International benchmark Brent crude sank to $45.46 a barrel Friday afternoon after Russia's decision, down more than 8%. In the same vein, U.S. West Texas Intermediate sank to $41.93, also 8% lower. Brent futures have fallen more than 30% since rising to a peak in early January. WTI plummeted almost one-third over the period.

Crude's price plunge followed Russia's unfortunate rejection of a plan approved by OPEC Thursday that decided on the 1.5 million bpd cuts at their meeting in Vienna, Austria. OPEC members were to have cut 1 million bpd and Russia and the nine other non-OPEC partners were supposed to cut 500,000 bpd.

This decision was taken ahead of critical talks on Friday with the 10 other oil producing nations led by Russia. The large proposed cut, which were at the top end of analyst expectations, depended on Russia's approval, however.

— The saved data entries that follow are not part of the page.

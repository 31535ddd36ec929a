pub mod admin;
pub mod applications;
pub mod auth;
pub mod automations;
pub mod dashboard;
pub mod jobs;
pub mod profiles;
pub mod settings;
pub mod setup;

use axum::{
    extract::DefaultBodyLimit,
    middleware,
    routing::{get, post, put},
    Json, Router,
};
use tower_http::{
    cors::CorsLayer,
    trace::{DefaultMakeSpan, DefaultOnFailure, DefaultOnRequest, DefaultOnResponse, TraceLayer},
};
use tracing::Level;
use utoipa::OpenApi;
use utoipa_swagger_ui::SwaggerUi;

use common::types::Health;

use crate::openapi::ApiDoc;
use auth::ServerState;

/// Room for multipart framing around the resume itself.
const MULTIPART_SLACK: usize = 64 * 1024;

#[utoipa::path(get, path = "/health", tag = "health", responses((status = 200, description = "OK", body = crate::openapi::HealthResponse)))]
pub async fn health() -> Json<Health> {
    Json(Health { status: "ok" })
}

/// Build the full application router: public, authenticated and admin routes.
pub fn build_router(state: ServerState, cors: CorsLayer) -> Router {
    let public = Router::new()
        .route("/health", get(health))
        .route("/api/v1/auth/register", post(auth::register))
        .route("/api/v1/auth/login", post(auth::login))
        .route("/api/v1/auth/logout", post(auth::logout));

    let upload_limit = state.uploads.max_resume_bytes() + MULTIPART_SLACK;

    let protected = Router::new()
        .route("/api/v1/profiles", post(profiles::create))
        .route("/api/v1/profiles/me", get(profiles::me).put(profiles::update))
        .route("/api/v1/jobs", get(jobs::list).post(jobs::create))
        .route("/api/v1/jobs/saved", get(jobs::saved))
        .route("/api/v1/jobs/:id", get(jobs::get).delete(jobs::delete))
        .route("/api/v1/jobs/:id/save", post(jobs::save).delete(jobs::unsave))
        .route("/api/v1/applications", get(applications::list).post(applications::create))
        .route(
            "/api/v1/applications/:id",
            get(applications::get).put(applications::update).delete(applications::delete),
        )
        .route("/api/v1/applications/:id/submit", post(applications::submit))
        .route("/api/v1/automations", get(automations::list).post(automations::create))
        .route(
            "/api/v1/automations/:id",
            get(automations::get).put(automations::update).delete(automations::delete),
        )
        .route("/api/v1/automations/:id/pause", post(automations::pause))
        .route("/api/v1/automations/:id/resume", post(automations::resume))
        .route("/api/v1/automations/:id/run", post(automations::run))
        .route("/api/v1/automations/:id/jobs", get(automations::jobs))
        .route("/api/v1/dashboard/stats", get(dashboard::stats))
        .route("/api/v1/dashboard/campaigns", get(dashboard::campaigns))
        .route("/api/v1/dashboard/activity", get(dashboard::activity))
        .route("/api/v1/dashboard/campaigns/:id/pause", post(dashboard::pause))
        .route("/api/v1/dashboard/campaigns/:id/resume", post(dashboard::resume))
        .route("/api/v1/setup/status", get(setup::status))
        .route("/api/v1/setup/personal", put(setup::personal))
        .route(
            "/api/v1/setup/resume",
            get(setup::download_resume)
                .post(setup::upload_resume)
                .layer(DefaultBodyLimit::max(upload_limit)),
        )
        .route("/api/v1/setup/complete", post(setup::complete))
        .route("/api/v1/settings", get(settings::get))
        .route(
            "/api/v1/settings/account",
            axum::routing::patch(settings::update_account).delete(settings::delete_account),
        )
        .route("/api/v1/settings/email", post(settings::update_email))
        .route("/api/v1/settings/password", post(settings::change_password))
        .route("/api/v1/settings/2fa", post(settings::enable_2fa))
        .route_layer(middleware::from_fn_with_state(state.clone(), auth::require_auth));

    // Layers run bottom-up: authenticate first, then check the role.
    let admin_routes = Router::new()
        .route("/api/v1/admin/users", get(admin::list_users))
        .route("/api/v1/admin/users/:id/suspend", post(admin::suspend_user))
        .route("/api/v1/admin/users/:id/activate", post(admin::activate_user))
        .route("/api/v1/admin/jobs", get(admin::list_jobs))
        .route("/api/v1/admin/jobs/:id", put(admin::update_job))
        .route("/api/v1/admin/jobs/:id/approve", post(admin::approve_job))
        .route("/api/v1/admin/jobs/:id/reject", post(admin::reject_job))
        .route(
            "/api/v1/admin/site-settings",
            get(admin::get_site_settings).put(admin::update_site_settings),
        )
        .route_layer(middleware::from_fn(auth::require_admin))
        .route_layer(middleware::from_fn_with_state(state.clone(), auth::require_auth));

    public
        .merge(protected)
        .merge(admin_routes)
        .with_state(state)
        .merge(SwaggerUi::new("/docs").url("/api-docs/openapi.json", ApiDoc::openapi()))
        .layer(cors)
        .layer(
            TraceLayer::new_for_http()
                .make_span_with(DefaultMakeSpan::new().level(Level::INFO).include_headers(false))
                .on_request(DefaultOnRequest::new().level(Level::INFO))
                .on_response(DefaultOnResponse::new().level(Level::INFO).include_headers(false))
                .on_failure(DefaultOnFailure::new().level(Level::ERROR)),
        )
}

Russia again reiterated its opposition to the large production reductions without substantial cuts from American oil producers. It said it wasn't prepared to approve more production cuts. Russian Energy Minister Alexander Novak said Russia's rejection meant OPEC and non-OPEC members could now pump what they liked starting April 1.

"We have made this decision because no consensus has been found of how all the 24 countries should simultaneously react to the current situation," said Novak. "So as from April 1, we are starting to work without minding the quotas or reductions which were in place earlier but this does not mean that each country would not monitor and analyze market developments."

Industry analysts later said OPEC and its allies had even failed to agree to maintain existing cuts, further depressing crude prices. OPEC later released a statement saying it will continue discussions but made no mention of any production cuts. OPEC will meet June 9 to review the policy. The 10 non-OPEC allies won't be present at this meeting.

Despite strong indications Russia would balk at the large production cuts, OPEC publicly expressed optimism Russian would come on board with the plan.

"We have no reason to doubt the continued commitment of the Russian Federation to this partnership," said OPEC Secretary General Mohammed Barkindo before Friday's conference.

"We have repeatedly heard from the highest level of government in the Russian Federation of the commitment of the government to this partnership in the declaration of cooperation."